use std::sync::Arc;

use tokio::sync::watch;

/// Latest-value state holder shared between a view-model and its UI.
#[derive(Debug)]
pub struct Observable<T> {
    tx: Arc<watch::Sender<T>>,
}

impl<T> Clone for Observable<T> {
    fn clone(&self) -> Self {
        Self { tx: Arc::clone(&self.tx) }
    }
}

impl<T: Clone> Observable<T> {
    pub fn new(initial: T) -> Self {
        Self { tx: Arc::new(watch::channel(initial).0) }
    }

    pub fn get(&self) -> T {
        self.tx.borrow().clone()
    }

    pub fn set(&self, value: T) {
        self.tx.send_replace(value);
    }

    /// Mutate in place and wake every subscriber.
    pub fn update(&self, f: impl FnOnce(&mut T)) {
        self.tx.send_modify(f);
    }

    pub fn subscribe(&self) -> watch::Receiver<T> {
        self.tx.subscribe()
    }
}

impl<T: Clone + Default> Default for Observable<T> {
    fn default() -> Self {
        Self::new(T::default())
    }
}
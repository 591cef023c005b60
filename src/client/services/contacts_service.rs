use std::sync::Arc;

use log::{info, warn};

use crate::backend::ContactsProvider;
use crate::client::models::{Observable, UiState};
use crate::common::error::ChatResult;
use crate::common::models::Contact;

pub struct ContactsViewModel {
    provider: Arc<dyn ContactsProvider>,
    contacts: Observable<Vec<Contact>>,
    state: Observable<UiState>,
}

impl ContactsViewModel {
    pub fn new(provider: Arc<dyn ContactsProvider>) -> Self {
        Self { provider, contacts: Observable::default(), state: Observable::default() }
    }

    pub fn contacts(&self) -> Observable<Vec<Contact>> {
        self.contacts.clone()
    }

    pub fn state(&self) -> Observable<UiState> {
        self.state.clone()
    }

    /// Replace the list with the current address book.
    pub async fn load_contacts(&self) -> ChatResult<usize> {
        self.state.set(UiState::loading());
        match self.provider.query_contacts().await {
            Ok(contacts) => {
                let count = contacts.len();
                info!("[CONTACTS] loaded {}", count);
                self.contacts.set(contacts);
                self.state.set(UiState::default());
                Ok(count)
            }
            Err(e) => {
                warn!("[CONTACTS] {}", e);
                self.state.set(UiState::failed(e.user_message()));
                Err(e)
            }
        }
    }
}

══════

## PROBLEM
Exact copy required. Retype all of the entries word for word.

## WORKED SOLUTION
use std::sync::Arc;

use tokio::sync::watch;

/// Latest-value state holder shared between a view-model and its UI.
#[derive(Debug)]
pub struct Observable<T> {
    tx: Arc<watch::Sender<T>>,
}

impl<T> Clone for Observable<T> {
    fn clone(&self) -> Self {
        Self { tx: Arc::clone(&self.tx) }
    }
}

impl<T: Clone> Observable<T> {
    pub fn new(initial: T) -> Self {
        Self { tx: Arc::new(watch::channel(initial).0) }
    }

    pub fn get(&self) -> T {
        self.tx.borrow().clone()
    }

    pub fn set(&self, value: T) {
        self.tx.send_replace(value);
    }

    /// Mutate in place and wake every subscriber.
    pub fn update(&self, f: impl FnOnce(&mut T)) {
        self.tx.send_modify(f);
    }

    pub fn subscribe(&self) -> watch::Receiver<T> {
        self.tx.subscribe()
    }
}

impl<T: Clone + Default> Default for Observable<T> {
    fn default() -> Self {
        Self::new(T::default())
    }
}
repository 591cef023c005b60
filename src/client/services/contacts_service.rs
use std::sync::Arc;

use log::{info, warn};

use crate::backend::ContactsProvider;
use crate::client::models::{Observable, UiState};
use crate::common::error::ChatResult;
use crate::common::models::Contact;

pub struct ContactsViewModel {
    provider: Arc<dyn ContactsProvider>,
    contacts: Observable<Vec<Contact>>,
    state: Observable<UiState>,
}

impl ContactsViewModel {
    pub fn new(provider: Arc<dyn ContactsProvider>) -> Self {
        Self { provider, contacts: Observable::default(), state: Observable::default() }
    }

    pub fn contacts(&self) -> Observable<Vec<Contact>> {
        self.contacts.clone()
    }

    pub fn state(&self) -> Observable<UiState> {
        self.state.clone()
    }

    /// Replace the list with the current address book.
    pub async fn load_contacts(&self) -> ChatResult<usize> {
        self.state.set(UiState::loading());
        match self.provider.query_contacts().await {
            Ok(contacts) => {
                let count = contacts.len();
                info!("[CONTACTS] loaded {}", count);
                self.contacts.set(contacts);
                self.state.set(UiState::default());
                Ok(count)
            }
            Err(e) => {
                warn!("[CONTACTS] {}", e);
                self.state.set(UiState::failed(e.user_message()));
                Err(e)
            }
        }
    }
}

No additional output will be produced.